The subject of my tirade:
The Balding Penguin
Thats right, its adorable.
This is revolting. It is this sort of mindless whale-hugging that allows Subaru to get away with green living adds. (Note: whales are slimy and bad huggers)
"Oh, look, that penguin is losing its little hair! I know lets give it a jacket so it can swim around and be soooooo cute in its little penguin wet-suit."
WRONG! We should be saying "Haha! You're an inferior penguin, and you are going to die." and then laugh as it shivers alone in a corner.
Don't misunderstand. I love nature as much as any of you hippies. You can tell because I eat more of its creatures than you do (I'm really glad they didn't give those flightless chickens airplanes), but its the circle of life. The weak are supposed to die, it is just how the works.

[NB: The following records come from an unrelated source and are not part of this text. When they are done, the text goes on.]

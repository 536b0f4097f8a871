//! Rich markup scanning
//!
//! Finds `ATTR="id"` (or `ATTR='id'`) occurrences in markup and rewrites the
//! resolved ones to `src="url"`. Scanning is attribute-based, not a parse:
//! the tag carrying the attribute is irrelevant.

use crate::error::ConfigError;
use crate::resolver::ResolutionMap;
use once_cell::sync::Lazy;
use regex::{Captures, Regex};
use std::borrow::Cow;

/// Marker attribute recognized when none is configured
pub const DEFAULT_MARKER_ATTRIBUTE: &str = "data-ref";

static DEFAULT_SCANNER: Lazy<MarkupScanner> = Lazy::new(|| MarkupScanner {
    attribute: DEFAULT_MARKER_ATTRIBUTE.to_owned(),
    pattern: Regex::new(&pattern_for(DEFAULT_MARKER_ATTRIBUTE))
        .expect("default marker pattern should compile"),
});

fn pattern_for(attribute: &str) -> String {
    format!(r#"{}=["']([^"']+)["']"#, regex::escape(attribute))
}

/// Compiled scanner for one marker attribute
#[derive(Debug, Clone)]
pub struct MarkupScanner {
    attribute: String,
    pattern: Regex,
}

impl Default for MarkupScanner {
    fn default() -> Self {
        DEFAULT_SCANNER.clone()
    }
}

impl MarkupScanner {
    /// Scanner for `attribute`
    ///
    /// # Errors
    /// Returns [`ConfigError::InvalidMarkerAttribute`] for an empty attribute name.
    pub fn new(attribute: &str) -> Result<Self, ConfigError> {
        if attribute.is_empty() {
            return Err(ConfigError::InvalidMarkerAttribute(attribute.to_owned()));
        }
        Ok(Self {
            attribute: attribute.to_owned(),
            pattern: Regex::new(&pattern_for(attribute))?,
        })
    }

    /// Recognized attribute name
    #[inline]
    #[must_use]
    pub fn attribute(&self) -> &str {
        &self.attribute
    }

    /// Identifiers referenced by `text`, in order of appearance
    pub fn identifiers<'s, 't: 's>(&'s self, text: &'t str) -> impl Iterator<Item = &'t str> + 's {
        self.pattern
            .captures_iter(text)
            .filter_map(|caps| caps.get(1).map(|id| id.as_str()))
    }

    /// Replace each successfully resolved occurrence with `src="url"`
    ///
    /// Unresolved or failed occurrences are left byte-for-byte unchanged;
    /// text without any replacement is returned borrowed.
    pub fn rewrite<'t>(&self, text: &'t str, resolutions: &ResolutionMap) -> Cow<'t, str> {
        self.pattern.replace_all(text, |caps: &Captures<'_>| {
            let resolved = caps
                .get(1)
                .and_then(|id| resolutions.get(id.as_str()))
                .filter(|record| record.success);
            match resolved {
                Some(record) => format!(r#"src="{}""#, record.url),
                None => caps[0].to_owned(),
            }
        })
    }
}

#[cfg(test)]
mod tests {
    use super::*;
    use crate::resolver::ResolutionRecord;
    use pretty_assertions::assert_eq;

    fn resolutions() -> ResolutionMap {
        ResolutionMap::from([
            ("img1".to_owned(), ResolutionRecord::resolved("https://cdn/a.png")),
            ("vid1".to_owned(), ResolutionRecord::failed()),
        ])
    }

    #[test]
    fn identifiers_in_order_with_either_quote() {
        let scanner = MarkupScanner::default();
        let text = r#"<img data-ref="a"><video data-ref='b'></video><img data-ref="a">"#;
        let ids: Vec<&str> = scanner.identifiers(text).collect();
        assert_eq!(ids, vec!["a", "b", "a"]);
    }

    #[test]
    fn identifiers_outlive_the_scanner() {
        let text = String::from(r#"<img data-helf="kept">"#);
        let ids: Vec<&str> = {
            let scanner = MarkupScanner::new("data-helf").unwrap();
            scanner.identifiers(&text).collect()
        };
        assert_eq!(ids, vec!["kept"]);
    }

    #[test]
    fn rewrite_replaces_only_successful_resolutions() {
        let scanner = MarkupScanner::default();
        let text = r#"<p>x</p><img data-ref="img1"><video data-ref="vid1"></video><i data-ref="zz">"#;
        assert_eq!(
            scanner.rewrite(text, &resolutions()),
            r#"<p>x</p><img src="https://cdn/a.png"><video data-ref="vid1"></video><i data-ref="zz">"#
        );
    }

    #[test]
    fn untouched_text_is_borrowed() {
        let scanner = MarkupScanner::default();
        let text = "<p>plain</p>";
        assert!(matches!(scanner.rewrite(text, &resolutions()), Cow::Borrowed(_)));
        assert_eq!(scanner.identifiers("data-ref=\"\"").count(), 0);
    }

    #[test]
    fn custom_attribute_is_escaped() {
        let scanner = MarkupScanner::new("data-helf").unwrap();
        assert_eq!(scanner.attribute(), "data-helf");
        let ids: Vec<&str> = scanner
            .identifiers(r#"<img data-helf="rich"><img data-ref="other">"#)
            .collect();
        assert_eq!(ids, vec!["rich"]);

        let dotted = MarkupScanner::new("x.ref").unwrap();
        assert_eq!(dotted.identifiers(r#"xaref="no" x.ref="yes""#).collect::<Vec<_>>(), vec!["yes"]);
    }

    #[test]
    fn empty_attribute_is_rejected() {
        assert!(matches!(
            MarkupScanner::new(""),
            Err(ConfigError::InvalidMarkerAttribute(_))
        ));
    }
}
//! Mediafill Core - record-to-transfer mapping with media reference resolution
//!
//! Copies a collection of source records into a collection of transfer
//! records, matching fields by name, and replaces every media identifier it
//! meets with a resolved URL:
//! - Builds and caches one field plan per (source, destination) record pair
//! - Collects identifiers from [`MediaId`], [`MediaIds`] and [`RichText`] fields
//! - Resolves all distinct identifiers with a single [`Resolver`] call
//! - Substitutes URLs in place, leaving unresolved references untouched
//!
//! # Example
//!
//! ```rust
//! use mediafill_core::prelude::*;
//!
//! media_record! {
//!     #[derive(Debug, Default)]
//!     pub struct Article {
//!         pub title: String,
//!         pub cover: String,
//!         pub body: String,
//!     }
//! }
//!
//! media_record! {
//!     #[derive(Debug, Default)]
//!     pub struct ArticleView {
//!         pub title: String,
//!         pub cover: MediaId,
//!         pub body: RichText,
//!     }
//! }
//!
//! # #[tokio::main(flavor = "current_thread")]
//! # async fn main() -> Result<(), FillError> {
//! let resolver = StaticResolver::new()
//!     .with_url("c1", "https://cdn.example.com/c1.jpg")
//!     .with_url("r1", "https://cdn.example.com/r1.png");
//! let filler = Filler::new(resolver);
//!
//! let articles = vec![Article {
//!     title: "Hello".into(),
//!     cover: "c1".into(),
//!     body: r#"<p>x</p><img data-ref="r1">"#.into(),
//! }];
//! let mut views: Vec<ArticleView> = Vec::new();
//! auto_fill(&FillContext::background(), &filler, &articles, &mut views).await?;
//!
//! assert_eq!(views[0].cover, "https://cdn.example.com/c1.jpg");
//! assert_eq!(views[0].body, r#"<p>x</p><img src="https://cdn.example.com/r1.png">"#);
//! # Ok(())
//! # }
//! ```

#![warn(unreachable_pub)]
#![allow(missing_docs)]

// Core modules
pub mod cache;
pub mod collector;
pub mod config;
pub mod context;
pub mod descriptor;
pub mod error;
pub mod filler;
pub mod marker;
pub mod markup;
pub mod record;
pub mod reflect;
pub mod resolver;
pub mod shape;

mod walk;

// Re-exports for convenience
pub use cache::{CacheStats, DescriptorCache};
pub use collector::IdentifierCollector;
pub use config::FillerConfig;
pub use context::FillContext;
pub use descriptor::{FieldPlan, Kind, RecordLink, ShapePair, TypeDescriptor, ValuePlan};
pub use error::{ConfigError, FillError, FillResult, ResolveError};
pub use filler::{auto_fill, auto_fill_one, Filler};
pub use marker::{MediaId, MediaIds, RichText};
pub use markup::{MarkupScanner, DEFAULT_MARKER_ATTRIBUTE};
pub use reflect::{
    IndirectValue, MappingValue, OpaqueSlot, RecordValue, Reflect, Scalar, ScalarSlot,
    SequenceValue, ValueMut, ValueRef,
};
pub use resolver::{ResolutionMap, ResolutionRecord, Resolver, StaticResolver};
pub use shape::{FieldDecl, MarkerKind, OpaqueType, RecordType, ScalarKind, Shape, Typed};

/// Prelude module for common imports
pub mod prelude {
    //! Common imports for declaring records and running fills
    pub use crate::{
        auto_fill, auto_fill_one, media_record, FillContext, FillError, Filler, FillerConfig,
        MediaId, MediaIds, Reflect, ResolutionMap, ResolutionRecord, ResolveError, Resolver,
        RichText, StaticResolver, Typed,
    };
}

/// Version of this crate
pub const VERSION: &str = env!("CARGO_PKG_VERSION");

#[cfg(test)]
mod integration_tests {
    use super::*;
    use pretty_assertions::assert_eq;
    use std::sync::Arc;

    media_record! {
        #[derive(Debug, Default, Clone)]
        struct Post {
            cover: String,
            gallery: Vec<String>,
            text: String,
        }
    }

    media_record! {
        #[derive(Debug, Default, Clone, PartialEq)]
        struct PostView {
            cover: MediaId,
            gallery: MediaIds,
            text: RichText,
        }
    }

    #[tokio::test]
    async fn end_to_end_fill() {
        let resolver = StaticResolver::new()
            .with_url("c1", "u1")
            .with_url("g1", "ug1")
            .with_failure("g2")
            .with_url("r1", "ur1");
        let filler = Filler::new(resolver).with_cache(Arc::new(DescriptorCache::new()));

        let src = vec![Post {
            cover: "c1".into(),
            gallery: vec!["g1".into(), "g2".into()],
            text: r#"<p>x</p><img data-ref="r1">"#.into(),
        }];
        let mut dst: Vec<PostView> = Vec::new();
        auto_fill(&FillContext::background(), &filler, &src, &mut dst)
            .await
            .unwrap();

        assert_eq!(
            dst,
            vec![PostView {
                cover: MediaId::from("u1"),
                gallery: MediaIds::new(["ug1", "g2"]),
                text: RichText::from(r#"<p>x</p><img src="ur1">"#),
            }]
        );
        assert_eq!(filler.cache().stats().entry_count, 1);
    }

    #[tokio::test]
    async fn empty_source_leaves_destination() {
        let filler = Filler::new(StaticResolver::new());
        let mut dst = vec![PostView::default()];
        auto_fill::<Post, PostView>(&FillContext::background(), &filler, &[], &mut dst)
            .await
            .unwrap();
        assert_eq!(dst.len(), 1);
    }

    #[test]
    fn version_is_set() {
        assert!(!VERSION.is_empty());
    }
}
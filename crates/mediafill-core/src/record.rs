//! Record declaration macro
//!
//! [`media_record!`](crate::media_record) declares a struct and generates the
//! impls the engine needs to treat it as a record: its declared shape
//! ([`Typed`](crate::Typed)) and indexed field access
//! ([`Reflect`](crate::Reflect) + [`RecordValue`](crate::RecordValue)).
//! Field order in the generated shape is declaration order.

/// Declare a record type usable as a fill source or destination
///
/// Every field type must implement [`Typed`](crate::Typed) and
/// [`Reflect`](crate::Reflect). Records used behind `Option`/`Box`, inside
/// sequences or mappings, or as top-level destinations must also be `Default`.
///
/// # Example
/// ```rust
/// use mediafill_core::{media_record, MediaId, MediaIds, RichText};
///
/// media_record! {
///     #[derive(Debug, Default, Clone)]
///     pub struct Article {
///         pub title: String,
///         pub cover: String,
///     }
/// }
///
/// media_record! {
///     #[derive(Debug, Default, Clone)]
///     pub struct ArticleView {
///         pub title: String,
///         pub cover: MediaId,
///     }
/// }
/// ```
#[macro_export]
macro_rules! media_record {
    (
        $(#[$meta:meta])*
        $vis:vis struct $name:ident {
            $(
                $(#[$field_meta:meta])*
                $field_vis:vis $field:ident : $field_ty:ty
            ),* $(,)?
        }
    ) => {
        $(#[$meta])*
        $vis struct $name {
            $(
                $(#[$field_meta])*
                $field_vis $field: $field_ty,
            )*
        }

        impl $crate::Typed for $name {
            fn shape() -> $crate::Shape {
                fn fields() -> ::std::vec::Vec<$crate::FieldDecl> {
                    ::std::vec![
                        $(
                            $crate::FieldDecl::new(
                                ::core::stringify!($field),
                                <$field_ty as $crate::Typed>::shape(),
                            )
                        ),*
                    ]
                }
                $crate::Shape::Record($crate::RecordType::of::<$name>(
                    ::core::stringify!($name),
                    fields,
                ))
            }
        }

        impl $crate::Reflect for $name {
            fn as_any(&self) -> &dyn ::core::any::Any {
                self
            }

            fn value(&self) -> $crate::ValueRef<'_> {
                $crate::ValueRef::Record(self)
            }

            fn value_mut(&mut self) -> $crate::ValueMut<'_> {
                $crate::ValueMut::Record(self)
            }
        }

        impl $crate::RecordValue for $name {
            #[allow(unused_assignments, unused_mut, unused_variables)]
            fn field(&self, index: usize) -> ::core::option::Option<&dyn $crate::Reflect> {
                let mut position = 0usize;
                $(
                    if index == position {
                        return ::core::option::Option::Some(&self.$field as &dyn $crate::Reflect);
                    }
                    position += 1;
                )*
                ::core::option::Option::None
            }

            #[allow(unused_assignments, unused_mut, unused_variables)]
            fn field_mut(
                &mut self,
                index: usize,
            ) -> ::core::option::Option<&mut dyn $crate::Reflect> {
                let mut position = 0usize;
                $(
                    if index == position {
                        return ::core::option::Option::Some(
                            &mut self.$field as &mut dyn $crate::Reflect,
                        );
                    }
                    position += 1;
                )*
                ::core::option::Option::None
            }
        }
    };
}
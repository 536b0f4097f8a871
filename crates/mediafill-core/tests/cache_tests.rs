use mediafill_core::{DescriptorCache, Kind, ShapePair, Typed, ValuePlan};
use mediafill_test_utils::{Product, ProductDto, ProductLangDto, ProductLanguage};
use pretty_assertions::assert_eq;
use std::sync::Arc;

fn pair<S: Typed, D: Typed>() -> ShapePair {
    match (S::shape().as_record(), D::shape().as_record()) {
        (Some(source), Some(destination)) => ShapePair::new(source, destination),
        _ => panic!("record shapes expected"),
    }
}

#[tokio::test(flavor = "multi_thread", worker_threads = 4)]
async fn test_concurrent_first_build_publishes_once() {
    let cache = Arc::new(DescriptorCache::new());
    let tasks: Vec<_> = (0..32)
        .map(|_| {
            let cache = Arc::clone(&cache);
            tokio::spawn(async move { cache.descriptor::<Product, ProductDto>() })
        })
        .collect();

    let mut built = Vec::with_capacity(tasks.len());
    for task in tasks {
        built.push(task.await.unwrap());
    }

    let published = cache.descriptor::<Product, ProductDto>();
    assert!(built.iter().all(|d| Arc::ptr_eq(d, &published)));

    let stats = cache.stats();
    assert_eq!(stats.entry_count, 2);
    assert_eq!(stats.builds, 2);
    assert!(cache.contains(&pair::<Product, ProductDto>()));
    assert!(cache.contains(&pair::<ProductLanguage, ProductLangDto>()));
}

#[test]
fn test_independent_caches_build_identical_plans() {
    let first = DescriptorCache::new().descriptor::<Product, ProductDto>();
    let second = DescriptorCache::new().descriptor::<Product, ProductDto>();
    assert_eq!(*first, *second);
}

#[test]
fn test_product_plan_layout() {
    let cache = DescriptorCache::new();
    let descriptor = cache.descriptor::<Product, ProductDto>();

    let kinds: Vec<(&str, Kind)> = descriptor
        .fields()
        .iter()
        .map(|field| (field.name, field.kind()))
        .collect();
    assert_eq!(
        kinds,
        vec![
            ("id", Kind::Scalar),
            ("points", Kind::Scalar),
            ("status", Kind::Scalar),
            ("languages", Kind::KeyedMapping),
        ]
    );

    let languages = descriptor.field("languages").unwrap();
    let ValuePlan::KeyedMapping { value, .. } = &languages.plan else {
        panic!("mapping plan expected");
    };
    let nested = cache.linked(value.nested_record().unwrap());
    assert_eq!(nested.source_name(), "ProductLanguage");
    assert_eq!(nested.destination_name(), "ProductLangDto");
    assert_eq!(
        nested.fields().iter().map(|f| f.kind()).collect::<Vec<_>>(),
        vec![Kind::Scalar, Kind::SingleReference, Kind::ReferenceList, Kind::RichMarkup]
    );
}

#[test]
fn test_global_cache_serves_repeated_lookups() {
    let global = DescriptorCache::global();
    let first = global.descriptor::<ProductLanguage, ProductLangDto>();
    let before = global.stats().hits;
    let second = global.descriptor::<ProductLanguage, ProductLangDto>();

    assert!(Arc::ptr_eq(&first, &second));
    assert!(global.stats().hits > before);
}
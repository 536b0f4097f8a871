//! Process-wide descriptor cache using dashmap
//!
//! Descriptors are keyed by [`ShapePair`] and built at most once per pair.
//! Reads take a shard read lock only; builds happen outside any lock and are
//! published with a single entry insert, so concurrent builders of the same
//! pair agree on one descriptor (first publish wins).

use crate::descriptor::{DescriptorBuilder, RecordLink, ShapePair, TypeDescriptor};
use crate::shape::{Shape, Typed};
use dashmap::mapref::entry::Entry;
use dashmap::DashMap;
use once_cell::sync::Lazy;
use std::sync::atomic::{AtomicU64, Ordering};
use std::sync::Arc;

static GLOBAL: Lazy<Arc<DescriptorCache>> = Lazy::new(|| Arc::new(DescriptorCache::new()));

/// Statistics for cache monitoring
#[derive(Debug, Clone, Copy, Default, PartialEq, Eq)]
pub struct CacheStats {
    /// Number of published descriptors
    pub entry_count: usize,
    /// Lookups answered from the cache
    pub hits: u64,
    /// Descriptors built and published
    pub builds: u64,
}

/// Concurrent map from shape pair to immutable descriptor
///
/// Entries are never evicted or invalidated: the key space is bounded by the
/// record types compiled into the program.
#[derive(Debug)]
pub struct DescriptorCache {
    entries: DashMap<ShapePair, Arc<TypeDescriptor>>,
    empty: Arc<TypeDescriptor>,
    hits: AtomicU64,
    builds: AtomicU64,
}

impl Default for DescriptorCache {
    fn default() -> Self {
        Self::new()
    }
}

impl DescriptorCache {
    /// Create empty cache
    #[must_use]
    pub fn new() -> Self {
        Self {
            entries: DashMap::new(),
            empty: Arc::new(TypeDescriptor::empty()),
            hits: AtomicU64::new(0),
            builds: AtomicU64::new(0),
        }
    }

    /// Shared process-wide cache
    #[must_use]
    pub fn global() -> Arc<Self> {
        Arc::clone(&GLOBAL)
    }

    /// Get or build the descriptor for `S -> D`
    #[must_use]
    pub fn descriptor<S: Typed, D: Typed>(&self) -> Arc<TypeDescriptor> {
        self.descriptor_for(&S::shape(), &D::shape())
    }

    /// Get or build the descriptor for two declared shapes
    ///
    /// Pairs where either side is not a record get the shared empty descriptor.
    #[must_use]
    pub fn descriptor_for(&self, source: &Shape, destination: &Shape) -> Arc<TypeDescriptor> {
        DescriptorBuilder::new(self).descriptor(source, destination)
    }

    /// Descriptor a nested plan links to
    ///
    /// Normally already published by the build that produced the link;
    /// built here otherwise.
    #[must_use]
    pub fn linked(&self, link: &RecordLink) -> Arc<TypeDescriptor> {
        DescriptorBuilder::new(self).record_descriptor(link.source(), link.destination())
    }

    /// Whether a descriptor for `pair` has been published
    #[inline]
    #[must_use]
    pub fn contains(&self, pair: &ShapePair) -> bool {
        self.entries.contains_key(pair)
    }

    /// Number of published descriptors
    #[inline]
    #[must_use]
    pub fn len(&self) -> usize {
        self.entries.len()
    }

    /// Whether nothing has been published yet
    #[inline]
    #[must_use]
    pub fn is_empty(&self) -> bool {
        self.entries.is_empty()
    }

    /// Get cache statistics
    #[must_use]
    pub fn stats(&self) -> CacheStats {
        CacheStats {
            entry_count: self.entries.len(),
            hits: self.hits.load(Ordering::Relaxed),
            builds: self.builds.load(Ordering::Relaxed),
        }
    }

    pub(crate) fn lookup(&self, pair: &ShapePair) -> Option<Arc<TypeDescriptor>> {
        let found = self.entries.get(pair).map(|entry| Arc::clone(entry.value()));
        if let Some(descriptor) = &found {
            self.hits.fetch_add(1, Ordering::Relaxed);
            tracing::trace!(
                source = descriptor.source_name(),
                destination = descriptor.destination_name(),
                "descriptor cache hit"
            );
        }
        found
    }

    pub(crate) fn publish(&self, pair: ShapePair, descriptor: TypeDescriptor) -> Arc<TypeDescriptor> {
        match self.entries.entry(pair) {
            // Lost the race: discard ours, adopt the published one
            Entry::Occupied(published) => Arc::clone(published.get()),
            Entry::Vacant(slot) => {
                self.builds.fetch_add(1, Ordering::Relaxed);
                tracing::trace!(
                    source = descriptor.source_name(),
                    destination = descriptor.destination_name(),
                    fields = descriptor.fields().len(),
                    "published type descriptor"
                );
                let descriptor = Arc::new(descriptor);
                slot.insert(Arc::clone(&descriptor));
                descriptor
            }
        }
    }

    pub(crate) fn empty(&self) -> Arc<TypeDescriptor> {
        Arc::clone(&self.empty)
    }
}
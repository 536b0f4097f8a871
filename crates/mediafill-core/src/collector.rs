//! Identifier collection

use std::collections::BTreeSet;

/// Deduplicating set of media identifiers gathered during the collect pass
///
/// Empty identifiers are never recorded.
#[derive(Debug, Clone, Default, PartialEq, Eq)]
pub struct IdentifierCollector {
    ids: BTreeSet<String>,
}

impl IdentifierCollector {
    /// Create empty collector
    #[inline]
    #[must_use]
    pub fn new() -> Self {
        Self::default()
    }

    /// Record one identifier
    pub fn add(&mut self, id: &str) {
        if !id.is_empty() && !self.ids.contains(id) {
            self.ids.insert(id.to_owned());
        }
    }

    /// Record every identifier yielded by `ids`
    pub fn extend<'a>(&mut self, ids: impl IntoIterator<Item = &'a str>) {
        for id in ids {
            self.add(id);
        }
    }

    /// Number of distinct identifiers
    #[inline]
    #[must_use]
    pub fn len(&self) -> usize {
        self.ids.len()
    }

    /// Whether nothing was recorded
    #[inline]
    #[must_use]
    pub fn is_empty(&self) -> bool {
        self.ids.is_empty()
    }

    /// Whether `id` was recorded
    #[inline]
    #[must_use]
    pub fn contains(&self, id: &str) -> bool {
        self.ids.contains(id)
    }

    /// Recorded identifiers, sorted
    #[inline]
    #[must_use]
    pub fn ids(&self) -> &BTreeSet<String> {
        &self.ids
    }

    /// Take recorded identifiers
    #[inline]
    #[must_use]
    pub fn into_ids(self) -> BTreeSet<String> {
        self.ids
    }
}
//! Error types for the fill engine
//!
//! Only two outcomes matter to callers of the entry points:
//! - the resolver failed (or was cancelled / timed out) and nothing was assigned
//! - the fill succeeded, possibly with some references left unresolved
//!
//! Shape mismatches, unmatched field names and unresolved identifiers are
//! never errors.

/// Errors reported by a [`Resolver`](crate::Resolver) implementation
#[derive(Debug, thiserror::Error)]
pub enum ResolveError {
    /// Transport-level failure talking to the resolution backend
    #[error("transport error: {0}")]
    Transport(String),

    /// Backend refused the batch as a whole
    #[error("resolver rejected request: {0}")]
    Rejected(String),

    /// Any other resolver-specific failure
    #[error(transparent)]
    Other(#[from] Box<dyn std::error::Error + Send + Sync>),
}

impl ResolveError {
    /// Create transport error
    pub fn transport(message: impl Into<String>) -> Self {
        Self::Transport(message.into())
    }

    /// Create rejection error
    pub fn rejected(message: impl Into<String>) -> Self {
        Self::Rejected(message.into())
    }
}

/// Configuration errors
#[derive(Debug, thiserror::Error)]
pub enum ConfigError {
    /// Marker attribute is not a usable attribute name
    #[error("invalid marker attribute: '{0}'")]
    InvalidMarkerAttribute(String),

    /// Resolver timeout of zero would fail every fill
    #[error("resolve timeout must be positive")]
    ZeroResolveTimeout,

    /// TOML document could not be parsed
    #[error("config parse error: {0}")]
    Parse(#[from] toml::de::Error),

    /// Markup pattern failed to compile
    #[error("markup pattern error: {0}")]
    Pattern(#[from] regex::Error),
}

/// Errors returned by [`auto_fill`](crate::auto_fill) and
/// [`auto_fill_one`](crate::auto_fill_one)
#[derive(Debug, thiserror::Error)]
pub enum FillError {
    /// Resolver call failed; propagated unchanged
    #[error(transparent)]
    Resolve(#[from] ResolveError),

    /// Caller cancelled the invocation before resolution completed
    #[error("fill cancelled before resolution completed")]
    Cancelled,

    /// Deadline expired before resolution completed
    #[error("resolution deadline exceeded")]
    DeadlineExceeded,

    /// Filler configuration was rejected
    #[error("configuration error: {0}")]
    Config(#[from] ConfigError),
}

impl FillError {
    /// Check if a caller-side retry could succeed
    #[inline]
    #[must_use]
    pub fn is_retryable(&self) -> bool {
        matches!(
            self,
            Self::DeadlineExceeded | Self::Resolve(ResolveError::Transport(_))
        )
    }

    /// Resolver error, if this failure came from the resolver
    #[inline]
    #[must_use]
    pub fn as_resolve_error(&self) -> Option<&ResolveError> {
        match self {
            Self::Resolve(err) => Some(err),
            _ => None,
        }
    }
}

/// Result type alias for fill operations
pub type FillResult<T> = Result<T, FillError>;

I will explain this to in a way that caters to your ADD. Lets say we give this penguin a wet suit. Rather than dying like it is supposed to, it goes and gets busy with a bunch of girl-penguins without use of a penguin condom (I wonder if sperm balds too?). Then he carries his little egg and it hatches into little bald baby penguin, which are also adorable. But soon these babies are making more bald babies! Soon, they every penguin in the arctic is to busy shivering, and get eaten by polar bears. It is kind of like the movie 28 days later except far less exciting and far more cute.
However, all of this talk of polar bear gives me an idea. Why don't we just give all the polar bears who are drowning in the north pole snorkels? At least with them it is our fault that they are dying, and not some genetic defect, unless you count that they weren't born with gills (slackers).